◆ **Work task**:
In the listing below, print exactly the lines between the line holding "pub fn content(&self)" and the line holding "pub fn len(&self)", inclusive, and no more.

──────────────────────────────

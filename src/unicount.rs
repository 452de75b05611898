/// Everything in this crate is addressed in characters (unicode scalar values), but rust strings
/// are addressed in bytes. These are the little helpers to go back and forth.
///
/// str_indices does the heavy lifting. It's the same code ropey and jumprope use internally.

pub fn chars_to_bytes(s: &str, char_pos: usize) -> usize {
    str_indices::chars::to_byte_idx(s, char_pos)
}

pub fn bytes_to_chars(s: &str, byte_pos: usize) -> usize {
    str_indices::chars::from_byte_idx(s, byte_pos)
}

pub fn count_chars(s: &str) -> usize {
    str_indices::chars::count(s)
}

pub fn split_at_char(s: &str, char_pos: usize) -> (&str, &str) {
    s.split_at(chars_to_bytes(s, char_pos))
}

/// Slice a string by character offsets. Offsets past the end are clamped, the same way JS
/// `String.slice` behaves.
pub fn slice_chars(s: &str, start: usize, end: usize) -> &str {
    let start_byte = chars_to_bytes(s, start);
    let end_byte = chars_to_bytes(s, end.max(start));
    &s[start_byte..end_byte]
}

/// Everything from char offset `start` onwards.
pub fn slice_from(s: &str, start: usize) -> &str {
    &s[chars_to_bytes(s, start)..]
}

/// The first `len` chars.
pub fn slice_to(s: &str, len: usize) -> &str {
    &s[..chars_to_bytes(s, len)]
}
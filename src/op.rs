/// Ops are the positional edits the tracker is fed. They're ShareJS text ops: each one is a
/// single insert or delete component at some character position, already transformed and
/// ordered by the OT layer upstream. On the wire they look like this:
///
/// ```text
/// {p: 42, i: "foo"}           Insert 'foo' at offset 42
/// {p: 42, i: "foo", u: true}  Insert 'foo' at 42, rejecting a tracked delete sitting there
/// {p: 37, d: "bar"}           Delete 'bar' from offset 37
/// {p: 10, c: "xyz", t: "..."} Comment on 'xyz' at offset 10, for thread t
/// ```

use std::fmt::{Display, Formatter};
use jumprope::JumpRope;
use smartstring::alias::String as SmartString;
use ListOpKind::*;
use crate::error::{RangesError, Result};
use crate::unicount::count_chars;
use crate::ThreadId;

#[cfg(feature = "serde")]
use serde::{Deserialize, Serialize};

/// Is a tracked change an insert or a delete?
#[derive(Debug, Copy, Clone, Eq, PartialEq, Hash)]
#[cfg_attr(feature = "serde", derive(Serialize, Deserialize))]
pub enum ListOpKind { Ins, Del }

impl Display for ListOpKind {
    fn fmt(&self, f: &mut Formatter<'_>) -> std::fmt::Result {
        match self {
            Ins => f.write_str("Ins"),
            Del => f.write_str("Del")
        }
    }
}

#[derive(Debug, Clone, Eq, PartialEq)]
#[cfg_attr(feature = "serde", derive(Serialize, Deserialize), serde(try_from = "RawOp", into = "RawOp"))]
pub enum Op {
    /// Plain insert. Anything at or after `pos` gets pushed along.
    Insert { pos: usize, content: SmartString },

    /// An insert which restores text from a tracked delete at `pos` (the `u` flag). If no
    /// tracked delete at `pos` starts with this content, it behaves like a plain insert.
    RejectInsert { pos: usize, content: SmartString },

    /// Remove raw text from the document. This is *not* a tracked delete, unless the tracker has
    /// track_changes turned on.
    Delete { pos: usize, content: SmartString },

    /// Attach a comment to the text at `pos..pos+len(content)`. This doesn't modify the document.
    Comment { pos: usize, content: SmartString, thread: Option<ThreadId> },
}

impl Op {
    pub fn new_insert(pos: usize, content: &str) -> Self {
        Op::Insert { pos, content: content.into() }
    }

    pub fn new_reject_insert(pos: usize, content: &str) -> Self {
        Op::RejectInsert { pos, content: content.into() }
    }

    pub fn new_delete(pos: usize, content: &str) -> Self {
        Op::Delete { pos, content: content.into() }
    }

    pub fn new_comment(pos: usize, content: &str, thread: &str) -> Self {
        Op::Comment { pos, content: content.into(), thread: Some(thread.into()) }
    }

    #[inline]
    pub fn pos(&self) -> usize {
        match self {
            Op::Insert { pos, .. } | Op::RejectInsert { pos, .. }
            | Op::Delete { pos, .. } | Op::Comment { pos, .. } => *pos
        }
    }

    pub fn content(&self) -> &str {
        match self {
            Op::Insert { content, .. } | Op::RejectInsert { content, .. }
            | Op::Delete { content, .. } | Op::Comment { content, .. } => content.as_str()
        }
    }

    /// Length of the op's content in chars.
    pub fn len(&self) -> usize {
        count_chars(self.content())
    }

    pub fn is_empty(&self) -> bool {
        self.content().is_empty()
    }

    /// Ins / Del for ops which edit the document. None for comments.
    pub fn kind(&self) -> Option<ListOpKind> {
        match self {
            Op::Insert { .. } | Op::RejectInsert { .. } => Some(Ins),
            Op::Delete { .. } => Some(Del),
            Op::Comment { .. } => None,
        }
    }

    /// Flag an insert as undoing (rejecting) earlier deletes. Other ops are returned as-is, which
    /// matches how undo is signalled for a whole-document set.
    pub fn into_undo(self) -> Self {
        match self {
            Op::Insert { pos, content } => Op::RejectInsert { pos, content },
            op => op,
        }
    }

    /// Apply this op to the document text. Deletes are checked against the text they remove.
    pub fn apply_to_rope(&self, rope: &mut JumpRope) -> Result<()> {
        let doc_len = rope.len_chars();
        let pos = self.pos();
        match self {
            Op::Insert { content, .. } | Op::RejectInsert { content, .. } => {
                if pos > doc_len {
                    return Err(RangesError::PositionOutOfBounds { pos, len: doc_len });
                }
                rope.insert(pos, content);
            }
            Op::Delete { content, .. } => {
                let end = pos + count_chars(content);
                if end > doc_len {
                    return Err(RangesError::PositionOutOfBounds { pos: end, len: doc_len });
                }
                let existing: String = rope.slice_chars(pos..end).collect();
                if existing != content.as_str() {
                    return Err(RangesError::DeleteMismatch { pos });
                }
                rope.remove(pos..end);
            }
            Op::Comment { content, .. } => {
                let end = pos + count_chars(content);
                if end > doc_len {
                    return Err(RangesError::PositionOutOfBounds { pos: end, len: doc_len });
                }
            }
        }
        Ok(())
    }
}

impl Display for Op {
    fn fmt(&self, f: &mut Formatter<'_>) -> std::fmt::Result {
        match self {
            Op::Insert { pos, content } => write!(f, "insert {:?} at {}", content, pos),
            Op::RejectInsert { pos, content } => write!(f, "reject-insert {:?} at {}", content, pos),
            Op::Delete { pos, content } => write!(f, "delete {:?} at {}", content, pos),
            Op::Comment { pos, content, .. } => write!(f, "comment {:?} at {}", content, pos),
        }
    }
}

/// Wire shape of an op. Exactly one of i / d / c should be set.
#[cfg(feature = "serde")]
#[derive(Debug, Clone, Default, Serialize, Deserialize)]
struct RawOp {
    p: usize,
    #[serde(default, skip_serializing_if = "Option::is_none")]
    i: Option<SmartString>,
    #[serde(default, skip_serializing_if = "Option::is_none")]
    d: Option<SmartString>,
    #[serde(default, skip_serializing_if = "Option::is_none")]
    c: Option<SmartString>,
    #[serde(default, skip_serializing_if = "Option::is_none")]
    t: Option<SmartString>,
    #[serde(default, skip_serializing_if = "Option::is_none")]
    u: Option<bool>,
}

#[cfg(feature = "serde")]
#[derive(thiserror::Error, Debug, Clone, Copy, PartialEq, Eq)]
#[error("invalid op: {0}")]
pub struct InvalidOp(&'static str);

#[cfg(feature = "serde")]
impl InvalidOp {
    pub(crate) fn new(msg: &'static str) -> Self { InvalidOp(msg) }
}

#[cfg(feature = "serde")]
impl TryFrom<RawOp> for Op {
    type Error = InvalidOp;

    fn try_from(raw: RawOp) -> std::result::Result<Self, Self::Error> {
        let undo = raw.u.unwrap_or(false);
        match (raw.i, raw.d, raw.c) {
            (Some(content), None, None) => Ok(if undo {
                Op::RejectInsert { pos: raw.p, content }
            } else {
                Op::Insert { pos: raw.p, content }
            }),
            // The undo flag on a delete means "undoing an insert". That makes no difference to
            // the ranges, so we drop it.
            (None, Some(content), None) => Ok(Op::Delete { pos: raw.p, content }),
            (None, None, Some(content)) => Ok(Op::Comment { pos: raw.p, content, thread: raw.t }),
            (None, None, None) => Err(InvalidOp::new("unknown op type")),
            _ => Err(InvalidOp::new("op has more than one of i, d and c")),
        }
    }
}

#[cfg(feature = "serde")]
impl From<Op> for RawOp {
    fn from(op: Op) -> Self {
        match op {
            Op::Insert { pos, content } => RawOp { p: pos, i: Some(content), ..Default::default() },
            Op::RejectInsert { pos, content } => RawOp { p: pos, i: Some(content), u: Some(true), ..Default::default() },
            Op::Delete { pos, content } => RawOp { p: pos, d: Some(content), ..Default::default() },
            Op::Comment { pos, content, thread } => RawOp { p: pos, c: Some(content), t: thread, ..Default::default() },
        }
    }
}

──────────────────────────────

◆ **Answer for this exercise**:
    pub fn content(&self) -> &str {
        match self {
            Op::Insert { content, .. } | Op::RejectInsert { content, .. }
            | Op::Delete { content, .. } | Op::Comment { content, .. } => content.as_str()
        }
    }

    /// Length of the op's content in chars.
    pub fn len(&self) -> usize {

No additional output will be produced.